Homeowners associations in some of the country’s hottest housing markets have responded to rising investor activity in their respective communities by implementing new restrictions on ownership and occupancy, The Wall Street Journal reports. The pace of such restrictions has risen alongside growing investor appetite for single-family homes.
Across a set of 21 counties in Arizona, Florida, North Carolina and Texas, about 30% of more than 1,000 new policies passed by HOAs since 2019 have been restrictions on ownership and usage meant to discourage the purchase of homes for short- or long-term rentals, according to data from industry analytics firm InspectHOA reported by the WSJ. From 2016 to 2018, that ratio had been only 21%.
As with most restrictions and policies passed by HOAs, opposition to rental housing comes from a fear that home values and quality of life for residents would suffer, the WSJ reports. HOA members have reported that out-of-town landlords are less responsive to issues at their properties and let their properties deteriorate at higher rates than homeowners.
In the past decade, HOAs have been common targets for critics who call them overbearing for the standards they enforce and the fees and fines they extract for noncompliance. Now, those same critics have a common enemy with HOAs in the form of private equity giants. Aside from effects on neighborhood character, single-family home investors have been accused of exacerbating the lack of available and affordable housing for sale in the U.S. and levying eye-popping rent increases to drive returns.

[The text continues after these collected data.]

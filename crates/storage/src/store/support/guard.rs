#![forbid(unsafe_code)]

//! Delete guard: a row may only be removed once nothing references it.

use super::super::*;
use rusqlite::params;
use temdb_core::hierarchy::{Dependent, Relation};

pub(in crate::store) fn table_name(kind: EntityKind) -> &'static str {
    match kind {
        EntityKind::Specimen => "specimens",
        EntityKind::Block => "blocks",
        EntityKind::CuttingSession => "cutting_sessions",
        EntityKind::Substrate => "substrates",
        EntityKind::Section => "sections",
        EntityKind::Roi => "rois",
        EntityKind::AcquisitionTask => "acquisition_tasks",
        EntityKind::Acquisition => "acquisitions",
        EntityKind::Tile => "tiles",
    }
}

/// Column on the dependent's table that holds the owner's internal id.
fn reference_column(dependent: &Dependent) -> Option<&'static str> {
    match (dependent.kind, dependent.relation) {
        (EntityKind::Block, Relation::Parent) => Some("specimen_ref"),
        (EntityKind::CuttingSession, Relation::Parent) => Some("block_ref"),
        (EntityKind::Section, Relation::Parent) => Some("cutting_session_ref"),
        (EntityKind::Section, Relation::Substrate) => Some("substrate_ref"),
        (EntityKind::Roi, Relation::Parent) => Some("section_ref"),
        (EntityKind::Roi, Relation::ParentRoi) => Some("parent_roi_ref"),
        (EntityKind::AcquisitionTask, Relation::Parent) => Some("roi_ref"),
        (EntityKind::Acquisition, Relation::Parent) => Some("task_ref"),
        (EntityKind::Acquisition, Relation::Roi) => Some("roi_ref"),
        (EntityKind::Tile, Relation::Parent) => Some("acquisition_ref"),
        _ => None,
    }
}

/// Counts rows referencing `owner_id` in each dependent collection of `owner`, in check order.
pub(in crate::store) fn dependent_counts(
    conn: &Connection,
    owner: EntityKind,
    owner_id: i64,
) -> Result<Vec<(Dependent, u64)>, StoreError> {
    let mut out = Vec::with_capacity(owner.dependents().len());
    for dependent in owner.dependents() {
        let Some(column) = reference_column(dependent) else {
            return Err(StoreError::invalid(format!(
                "no reference column for {} -> {}",
                owner.label(),
                dependent.kind.label()
            )));
        };
        let table = table_name(dependent.kind);
        let count = conn.query_row(
            &format!("SELECT COUNT(1) FROM {table} WHERE {column} = ?1"),
            params![owner_id],
            |row| row.get::<_, i64>(0),
        )?;
        out.push((*dependent, u64::try_from(count).unwrap_or(0)));
    }
    Ok(out)
}

/// Fails with `ResourceInUse` on the first dependent collection that still references the row.
pub(in crate::store) fn ensure_unreferenced(
    conn: &Connection,
    owner: EntityKind,
    key: &str,
    owner_id: i64,
) -> Result<(), StoreError> {
    for (dependent, count) in dependent_counts(conn, owner, owner_id)? {
        if count > 0 {
            tracing::warn!(
                entity = owner.label(),
                key,
                dependent = dependent.label,
                count,
                "delete blocked by dependents"
            );
            return Err(StoreError::ResourceInUse {
                entity: owner,
                key: key.to_string(),
                dependent_kind: dependent.kind,
                dependent: dependent.label,
                count,
            });
        }
    }
    Ok(())
}

pub(in crate::store) fn delete_row(
    conn: &Connection,
    kind: EntityKind,
    id: i64,
) -> Result<(), StoreError> {
    let table = table_name(kind);
    conn.execute(&format!("DELETE FROM {table} WHERE id = ?1"), params![id])?;
    Ok(())
}
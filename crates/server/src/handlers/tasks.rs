#![forbid(unsafe_code)]

use super::{JsonBody, PageQuery, QueryParams, body, created, page, params, task_status};
use crate::error::ApiResult;
use crate::state::AppState;
use axum::Json;
use axum::extract::{Path, State};
use axum::http::StatusCode;
use serde::Deserialize;
use temdb_storage::{
    AcquisitionRow, AcquisitionTaskRow, CreateAcquisitionTaskRequest, ListAcquisitionTasksRequest,
    ListAcquisitionsRequest, TaskVersionRow, UpdateAcquisitionTaskRequest,
    UpdateTaskStatusRequest,
};

#[derive(Debug, Default, Deserialize)]
pub(crate) struct TaskFilter {
    specimen_id: Option<String>,
    block_id: Option<String>,
    roi_id: Option<String>,
    status: Option<String>,
    task_type: Option<String>,
}

#[derive(Debug, Default, Deserialize)]
pub(crate) struct VersionQuery {
    version: Option<i64>,
}

#[derive(Debug, Deserialize)]
#[serde(untagged)]
pub(crate) enum TaskBatch {
    List(Vec<CreateAcquisitionTaskRequest>),
    Wrapped {
        tasks: Vec<CreateAcquisitionTaskRequest>,
    },
}

pub(crate) async fn create(
    State(state): State<AppState>,
    payload: JsonBody<CreateAcquisitionTaskRequest>,
) -> ApiResult<(StatusCode, Json<AcquisitionTaskRow>)> {
    let request = body(payload)?;
    Ok(created(state.store()?.create_acquisition_task(request)?))
}

pub(crate) async fn create_batch(
    State(state): State<AppState>,
    payload: JsonBody<TaskBatch>,
) -> ApiResult<(StatusCode, Json<Vec<AcquisitionTaskRow>>)> {
    let requests = match body(payload)? {
        TaskBatch::List(requests) | TaskBatch::Wrapped { tasks: requests } => requests,
    };
    Ok(created(state.store()?.create_acquisition_tasks_batch(requests)?))
}

pub(crate) async fn list(
    State(state): State<AppState>,
    paging: QueryParams<PageQuery>,
    filter: QueryParams<TaskFilter>,
) -> ApiResult<Json<Vec<AcquisitionTaskRow>>> {
    let page = page(&state, paging)?;
    let filter = params(filter)?;
    let status = task_status(filter.status.as_deref())?;
    let rows = state
        .store()?
        .list_acquisition_tasks(&ListAcquisitionTasksRequest {
            specimen_id: filter.specimen_id,
            block_id: filter.block_id,
            roi_id: filter.roi_id,
            status,
            task_type: filter.task_type,
            page,
        })?;
    Ok(Json(rows))
}

pub(crate) async fn get(
    State(state): State<AppState>,
    Path(task_id): Path<String>,
    query: QueryParams<VersionQuery>,
) -> ApiResult<Json<AcquisitionTaskRow>> {
    let query = params(query)?;
    Ok(Json(
        state
            .store()?
            .get_acquisition_task(&task_id, query.version)?,
    ))
}

pub(crate) async fn versions(
    State(state): State<AppState>,
    Path(task_id): Path<String>,
) -> ApiResult<Json<Vec<TaskVersionRow>>> {
    Ok(Json(state.store()?.list_acquisition_task_versions(&task_id)?))
}

pub(crate) async fn update(
    State(state): State<AppState>,
    Path(task_id): Path<String>,
    payload: JsonBody<UpdateAcquisitionTaskRequest>,
) -> ApiResult<Json<AcquisitionTaskRow>> {
    let request = body(payload)?;
    Ok(Json(
        state
            .store()?
            .update_acquisition_task(&task_id, request)?,
    ))
}

pub(crate) async fn update_status(
    State(state): State<AppState>,
    Path(task_id): Path<String>,
    payload: JsonBody<UpdateTaskStatusRequest>,
) -> ApiResult<Json<AcquisitionTaskRow>> {
    let request = body(payload)?;
    let row = state
        .store()?
        .update_acquisition_task_status(&task_id, request)?;
    Ok(Json(row))
}

pub(crate) async fn delete(
    State(state): State<AppState>,
    Path(task_id): Path<String>,
) -> ApiResult<StatusCode> {
    state.store()?.delete_acquisition_task(&task_id)?;
    Ok(StatusCode::NO_CONTENT)
}

pub(crate) async fn acquisitions(
    State(state): State<AppState>,
    Path(task_id): Path<String>,
    paging: QueryParams<PageQuery>,
) -> ApiResult<Json<Vec<AcquisitionRow>>> {
    let page = page(&state, paging)?;
    let store = state.store()?;
    store.get_acquisition_task(&task_id, None)?;
    let rows = store.list_acquisitions(&ListAcquisitionsRequest {
        acquisition_task_id: Some(task_id),
        page,
        ..ListAcquisitionsRequest::default()
    })?;
    Ok(Json(rows))
}
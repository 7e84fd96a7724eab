#![forbid(unsafe_code)]

mod containment;
mod guard;
mod rows;
mod schema;

pub use containment::{RoiParentKeys, validate_task_roi_consistency};
pub(in crate::store) use containment::*;
pub(in crate::store) use guard::*;
pub(in crate::store) use rows::*;
pub(in crate::store) use schema::install_schema;
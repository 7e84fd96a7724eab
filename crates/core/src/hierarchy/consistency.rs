#![forbid(unsafe_code)]

/// Ancestor keys copied onto a child row.
#[derive(Clone, Copy, Debug, PartialEq, Eq)]
pub struct Lineage<'a> {
    pub specimen_id: &'a str,
    pub block_id: &'a str,
}

#[derive(Clone, Debug, PartialEq, Eq)]
pub struct KeyMismatch {
    pub field: &'static str,
    pub declared: String,
    pub resolved: String,
}

impl KeyMismatch {
    pub fn message(&self) -> String {
        format!(
            "{} '{}' does not match the parent's {} '{}'",
            self.field, self.declared, self.field, self.resolved
        )
    }
}

/// Compares a declared ancestor key against the one reached through the link.
pub fn check_key(field: &'static str, declared: &str, resolved: &str) -> Result<(), KeyMismatch> {
    if declared == resolved {
        return Ok(());
    }
    Err(KeyMismatch {
        field,
        declared: declared.to_string(),
        resolved: resolved.to_string(),
    })
}

/// Checks that a declared lineage matches the resolved parent's lineage,
/// specimen first.
pub fn check_lineage(declared: Lineage<'_>, resolved: Lineage<'_>) -> Result<(), KeyMismatch> {
    check_key("specimen_id", declared.specimen_id, resolved.specimen_id)?;
    check_key("block_id", declared.block_id, resolved.block_id)
}

/// A task's ROI must sit under the task's block and specimen.
pub fn roi_belongs_to(roi: Lineage<'_>, block_id: &str, specimen_id: &str) -> bool {
    roi.block_id == block_id && roi.specimen_id == specimen_id
}
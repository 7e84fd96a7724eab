#![forbid(unsafe_code)]

pub(super) const SQL: &str = r#"

        CREATE TABLE IF NOT EXISTS specimens (
          id INTEGER PRIMARY KEY AUTOINCREMENT,
          specimen_id TEXT NOT NULL,
          description TEXT,
          specimen_images_json TEXT NOT NULL DEFAULT '[]',
          functional_imaging_metadata_json TEXT,
          created_at_ms INTEGER NOT NULL,
          updated_at_ms INTEGER NOT NULL
        );

        CREATE TABLE IF NOT EXISTS blocks (
          id INTEGER PRIMARY KEY AUTOINCREMENT,
          block_id TEXT NOT NULL,
          specimen_ref INTEGER NOT NULL REFERENCES specimens(id),
          specimen_id TEXT NOT NULL,
          description TEXT,
          microct_info_json TEXT,
          created_at_ms INTEGER NOT NULL,
          updated_at_ms INTEGER NOT NULL
        );

        CREATE TABLE IF NOT EXISTS cutting_sessions (
          id INTEGER PRIMARY KEY AUTOINCREMENT,
          cutting_session_id TEXT NOT NULL,
          block_ref INTEGER NOT NULL REFERENCES blocks(id),
          block_id TEXT NOT NULL,
          specimen_id TEXT NOT NULL,
          start_time_ms INTEGER NOT NULL,
          end_time_ms INTEGER,
          operator TEXT,
          sectioning_device TEXT,
          media_type TEXT NOT NULL,
          knife_id TEXT,
          created_at_ms INTEGER NOT NULL,
          updated_at_ms INTEGER NOT NULL
        );

        -- Substrates (wafers, tapes, grids) exist independently of the specimen tree.
        CREATE TABLE IF NOT EXISTS substrates (
          id INTEGER PRIMARY KEY AUTOINCREMENT,
          media_id TEXT NOT NULL,
          media_type TEXT NOT NULL,
          uid TEXT,
          status TEXT NOT NULL,
          metadata_json TEXT,
          created_at_ms INTEGER NOT NULL,
          updated_at_ms INTEGER NOT NULL
        );
"#;
#![forbid(unsafe_code)]

mod store;

pub use store::*;
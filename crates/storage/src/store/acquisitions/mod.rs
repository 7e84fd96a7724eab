#![forbid(unsafe_code)]

mod create;
mod edit;
mod lens;
mod query;
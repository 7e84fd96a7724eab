#![forbid(unsafe_code)]

use serde::Serialize;
use temdb_core::hierarchy::EntityKind;

/// A child row whose copied ancestor key disagrees with the row its link points at.
#[derive(Clone, Debug, PartialEq, Eq, Serialize)]
pub struct IntegrityIssue {
    #[serde(serialize_with = "serialize_kind")]
    pub entity: EntityKind,
    pub key: String,
    pub field: &'static str,
    pub stored: String,
    pub linked: String,
}

#[derive(Clone, Debug, Default, PartialEq, Eq, Serialize)]
pub struct IntegrityReport {
    pub checked_rows: u64,
    pub issues: Vec<IntegrityIssue>,
}

impl IntegrityReport {
    pub fn is_clean(&self) -> bool {
        self.issues.is_empty()
    }
}

fn serialize_kind<S: serde::Serializer>(kind: &EntityKind, serializer: S) -> Result<S::Ok, S::Error> {
    serializer.serialize_str(kind.label())
}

Landlord-backed lobbying groups have successfully gotten legislation passed in several Sun Belt states precluding HOAs from implementing some ownership and occupancy restrictions, but the number of HOAs wary of investors is growing rapidly, the WSJ reports. One possible circumvention could be increased development of build-to-rent subdivisions, which would theoretically increase the housing supply and allow investors to steer clear of homeowner-heavy neighborhoods.